# What the task asks
Both the line with "let path = self.defaults_path.as_ref()?;" and the line with "use colored::*;" in the records below must appear in the output, along with every line between them, exactly and with nothing added.

# Available data

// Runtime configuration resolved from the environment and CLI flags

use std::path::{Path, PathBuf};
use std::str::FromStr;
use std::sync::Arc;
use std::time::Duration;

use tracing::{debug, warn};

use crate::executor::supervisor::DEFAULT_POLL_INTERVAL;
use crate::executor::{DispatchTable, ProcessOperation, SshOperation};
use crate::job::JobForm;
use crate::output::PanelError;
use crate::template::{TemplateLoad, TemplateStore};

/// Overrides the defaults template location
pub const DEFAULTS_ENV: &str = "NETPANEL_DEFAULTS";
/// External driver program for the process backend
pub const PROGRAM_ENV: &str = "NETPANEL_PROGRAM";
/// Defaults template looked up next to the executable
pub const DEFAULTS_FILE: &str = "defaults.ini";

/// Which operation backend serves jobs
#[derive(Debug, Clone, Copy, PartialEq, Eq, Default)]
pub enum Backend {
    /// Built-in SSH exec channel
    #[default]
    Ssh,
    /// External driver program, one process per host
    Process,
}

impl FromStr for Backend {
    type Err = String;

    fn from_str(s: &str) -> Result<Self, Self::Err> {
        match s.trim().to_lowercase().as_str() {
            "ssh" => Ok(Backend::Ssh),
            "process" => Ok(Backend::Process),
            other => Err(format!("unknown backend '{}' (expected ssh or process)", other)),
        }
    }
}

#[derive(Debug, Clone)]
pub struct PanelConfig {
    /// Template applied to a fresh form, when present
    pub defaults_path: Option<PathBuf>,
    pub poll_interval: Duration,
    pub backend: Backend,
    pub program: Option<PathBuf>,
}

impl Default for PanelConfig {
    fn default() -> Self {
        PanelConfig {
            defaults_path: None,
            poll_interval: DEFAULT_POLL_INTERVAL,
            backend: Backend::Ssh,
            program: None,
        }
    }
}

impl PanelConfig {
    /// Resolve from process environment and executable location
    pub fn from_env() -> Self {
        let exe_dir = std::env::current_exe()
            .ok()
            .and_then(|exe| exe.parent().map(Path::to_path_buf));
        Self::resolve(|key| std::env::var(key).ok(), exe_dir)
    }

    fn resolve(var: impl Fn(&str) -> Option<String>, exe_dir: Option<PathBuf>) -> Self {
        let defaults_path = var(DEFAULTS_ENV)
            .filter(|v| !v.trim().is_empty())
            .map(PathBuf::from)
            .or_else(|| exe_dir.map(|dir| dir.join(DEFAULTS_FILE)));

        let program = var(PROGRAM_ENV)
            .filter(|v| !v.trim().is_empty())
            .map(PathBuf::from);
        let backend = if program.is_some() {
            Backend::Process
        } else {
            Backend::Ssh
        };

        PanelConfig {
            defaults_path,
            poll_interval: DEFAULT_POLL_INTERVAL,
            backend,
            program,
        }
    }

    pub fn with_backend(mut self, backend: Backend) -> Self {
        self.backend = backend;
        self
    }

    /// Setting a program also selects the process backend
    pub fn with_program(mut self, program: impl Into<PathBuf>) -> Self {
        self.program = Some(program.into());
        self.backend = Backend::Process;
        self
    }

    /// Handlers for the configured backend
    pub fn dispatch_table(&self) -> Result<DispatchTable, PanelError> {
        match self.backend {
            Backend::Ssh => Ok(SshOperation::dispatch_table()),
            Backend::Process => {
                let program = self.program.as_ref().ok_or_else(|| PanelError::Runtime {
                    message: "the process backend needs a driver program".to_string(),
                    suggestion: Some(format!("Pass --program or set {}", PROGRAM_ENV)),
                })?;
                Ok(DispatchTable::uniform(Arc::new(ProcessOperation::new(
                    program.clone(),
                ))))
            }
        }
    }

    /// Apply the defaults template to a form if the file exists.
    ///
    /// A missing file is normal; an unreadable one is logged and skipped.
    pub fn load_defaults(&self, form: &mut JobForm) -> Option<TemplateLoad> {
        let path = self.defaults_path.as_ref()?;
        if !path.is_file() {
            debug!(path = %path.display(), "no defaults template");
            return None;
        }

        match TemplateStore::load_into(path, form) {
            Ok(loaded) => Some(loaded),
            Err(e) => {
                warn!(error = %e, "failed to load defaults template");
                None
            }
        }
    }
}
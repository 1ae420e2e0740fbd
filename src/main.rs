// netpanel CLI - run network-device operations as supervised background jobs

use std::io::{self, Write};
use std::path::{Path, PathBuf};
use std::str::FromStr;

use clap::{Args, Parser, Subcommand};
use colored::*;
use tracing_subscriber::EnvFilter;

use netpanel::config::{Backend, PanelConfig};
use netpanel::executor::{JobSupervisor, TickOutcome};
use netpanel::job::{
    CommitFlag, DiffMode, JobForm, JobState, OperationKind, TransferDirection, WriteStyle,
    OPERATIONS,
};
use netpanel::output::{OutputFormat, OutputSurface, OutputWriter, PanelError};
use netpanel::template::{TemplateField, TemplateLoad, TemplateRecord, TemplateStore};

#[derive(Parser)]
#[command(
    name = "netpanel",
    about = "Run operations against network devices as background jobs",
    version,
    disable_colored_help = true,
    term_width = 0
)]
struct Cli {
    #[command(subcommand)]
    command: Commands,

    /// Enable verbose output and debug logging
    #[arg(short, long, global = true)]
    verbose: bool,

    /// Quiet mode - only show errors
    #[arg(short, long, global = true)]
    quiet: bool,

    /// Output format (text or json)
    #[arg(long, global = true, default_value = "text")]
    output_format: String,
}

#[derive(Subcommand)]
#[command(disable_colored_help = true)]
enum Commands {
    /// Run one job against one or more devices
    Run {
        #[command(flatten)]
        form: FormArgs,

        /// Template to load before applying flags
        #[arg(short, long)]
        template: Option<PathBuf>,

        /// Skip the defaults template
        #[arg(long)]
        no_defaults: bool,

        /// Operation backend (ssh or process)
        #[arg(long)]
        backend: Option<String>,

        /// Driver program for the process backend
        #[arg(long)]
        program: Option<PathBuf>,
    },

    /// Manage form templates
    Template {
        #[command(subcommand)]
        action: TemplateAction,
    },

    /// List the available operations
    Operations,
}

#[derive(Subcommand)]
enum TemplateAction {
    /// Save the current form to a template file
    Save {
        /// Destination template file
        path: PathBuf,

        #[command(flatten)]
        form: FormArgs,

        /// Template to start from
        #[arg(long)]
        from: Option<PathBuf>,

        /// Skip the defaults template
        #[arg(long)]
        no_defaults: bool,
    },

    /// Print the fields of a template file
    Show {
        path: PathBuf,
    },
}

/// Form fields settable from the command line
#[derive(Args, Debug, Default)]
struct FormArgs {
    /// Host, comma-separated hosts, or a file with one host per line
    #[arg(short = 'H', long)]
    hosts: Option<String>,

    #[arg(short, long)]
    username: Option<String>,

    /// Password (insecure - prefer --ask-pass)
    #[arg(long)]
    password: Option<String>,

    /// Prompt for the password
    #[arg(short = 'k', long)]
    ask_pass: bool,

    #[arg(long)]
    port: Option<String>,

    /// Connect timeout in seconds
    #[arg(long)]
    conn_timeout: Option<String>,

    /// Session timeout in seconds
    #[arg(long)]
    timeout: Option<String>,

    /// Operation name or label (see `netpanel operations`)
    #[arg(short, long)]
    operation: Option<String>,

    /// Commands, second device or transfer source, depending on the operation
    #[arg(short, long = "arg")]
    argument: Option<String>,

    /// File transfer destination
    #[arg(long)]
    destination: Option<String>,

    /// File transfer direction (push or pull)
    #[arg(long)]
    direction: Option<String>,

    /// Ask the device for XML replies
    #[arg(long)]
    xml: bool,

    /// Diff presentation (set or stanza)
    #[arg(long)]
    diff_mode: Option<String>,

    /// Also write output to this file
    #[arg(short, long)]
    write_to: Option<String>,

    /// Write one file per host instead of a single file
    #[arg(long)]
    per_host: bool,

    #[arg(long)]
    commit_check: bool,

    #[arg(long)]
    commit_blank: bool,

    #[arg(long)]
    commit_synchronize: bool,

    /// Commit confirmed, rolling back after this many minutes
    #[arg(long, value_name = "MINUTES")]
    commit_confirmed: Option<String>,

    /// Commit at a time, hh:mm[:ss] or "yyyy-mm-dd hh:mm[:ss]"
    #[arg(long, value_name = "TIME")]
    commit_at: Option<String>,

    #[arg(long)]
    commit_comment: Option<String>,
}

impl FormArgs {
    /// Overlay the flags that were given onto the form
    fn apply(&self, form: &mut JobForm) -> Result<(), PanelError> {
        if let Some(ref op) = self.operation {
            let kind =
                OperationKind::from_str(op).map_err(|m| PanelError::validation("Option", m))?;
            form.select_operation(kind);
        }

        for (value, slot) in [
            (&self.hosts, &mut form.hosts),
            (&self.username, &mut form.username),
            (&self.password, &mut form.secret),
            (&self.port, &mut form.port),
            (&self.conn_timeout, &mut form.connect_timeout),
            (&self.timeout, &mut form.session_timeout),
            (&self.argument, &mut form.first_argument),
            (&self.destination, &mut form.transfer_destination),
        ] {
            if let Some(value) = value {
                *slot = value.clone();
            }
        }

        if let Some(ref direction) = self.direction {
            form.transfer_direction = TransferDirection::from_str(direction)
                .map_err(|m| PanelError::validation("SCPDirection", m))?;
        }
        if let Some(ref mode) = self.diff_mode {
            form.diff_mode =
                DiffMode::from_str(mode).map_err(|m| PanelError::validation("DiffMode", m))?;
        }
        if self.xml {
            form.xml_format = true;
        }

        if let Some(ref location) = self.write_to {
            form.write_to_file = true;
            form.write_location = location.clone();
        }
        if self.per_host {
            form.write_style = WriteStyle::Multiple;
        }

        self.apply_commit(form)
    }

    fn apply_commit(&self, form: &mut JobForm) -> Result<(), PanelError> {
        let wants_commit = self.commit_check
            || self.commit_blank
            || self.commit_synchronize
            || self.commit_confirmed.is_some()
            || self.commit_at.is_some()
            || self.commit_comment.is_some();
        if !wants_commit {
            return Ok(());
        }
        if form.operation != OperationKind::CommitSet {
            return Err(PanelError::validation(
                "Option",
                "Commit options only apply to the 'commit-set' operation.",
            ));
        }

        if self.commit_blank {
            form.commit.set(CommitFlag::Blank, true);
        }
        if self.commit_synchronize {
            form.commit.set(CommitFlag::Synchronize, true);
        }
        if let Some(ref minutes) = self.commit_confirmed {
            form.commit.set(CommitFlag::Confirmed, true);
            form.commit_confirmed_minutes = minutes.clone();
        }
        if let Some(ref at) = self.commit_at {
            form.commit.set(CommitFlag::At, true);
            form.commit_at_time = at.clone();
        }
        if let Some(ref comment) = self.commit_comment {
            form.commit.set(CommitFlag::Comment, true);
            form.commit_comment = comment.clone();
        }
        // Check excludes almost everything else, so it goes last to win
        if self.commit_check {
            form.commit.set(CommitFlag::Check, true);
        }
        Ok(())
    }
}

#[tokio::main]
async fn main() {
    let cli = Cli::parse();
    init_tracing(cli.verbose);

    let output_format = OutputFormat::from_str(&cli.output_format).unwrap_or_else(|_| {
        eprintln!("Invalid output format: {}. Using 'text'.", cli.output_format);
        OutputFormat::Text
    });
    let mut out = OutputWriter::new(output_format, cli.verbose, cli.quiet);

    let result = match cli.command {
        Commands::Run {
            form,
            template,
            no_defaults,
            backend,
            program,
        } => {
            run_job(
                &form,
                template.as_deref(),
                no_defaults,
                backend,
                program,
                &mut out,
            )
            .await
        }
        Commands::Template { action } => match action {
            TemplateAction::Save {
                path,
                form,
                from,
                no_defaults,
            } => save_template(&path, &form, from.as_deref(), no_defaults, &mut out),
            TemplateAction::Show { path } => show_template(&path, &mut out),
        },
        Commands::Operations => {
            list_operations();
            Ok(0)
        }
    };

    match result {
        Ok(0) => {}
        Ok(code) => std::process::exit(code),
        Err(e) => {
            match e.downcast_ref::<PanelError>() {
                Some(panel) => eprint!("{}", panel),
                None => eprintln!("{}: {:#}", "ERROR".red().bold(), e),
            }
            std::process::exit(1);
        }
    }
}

# Solution
        let path = self.defaults_path.as_ref()?;
        if !path.is_file() {
            debug!(path = %path.display(), "no defaults template");
            return None;
        }

        match TemplateStore::load_into(path, form) {
            Ok(loaded) => Some(loaded),
            Err(e) => {
                warn!(error = %e, "failed to load defaults template");
                None
            }
        }
    }
}
repository 1ae420e2e0740fbd
filename src/main.rs
// netpanel CLI - run network-device operations as supervised background jobs

use std::io::{self, Write};
use std::path::{Path, PathBuf};
use std::str::FromStr;

use clap::{Args, Parser, Subcommand};
use colored::*;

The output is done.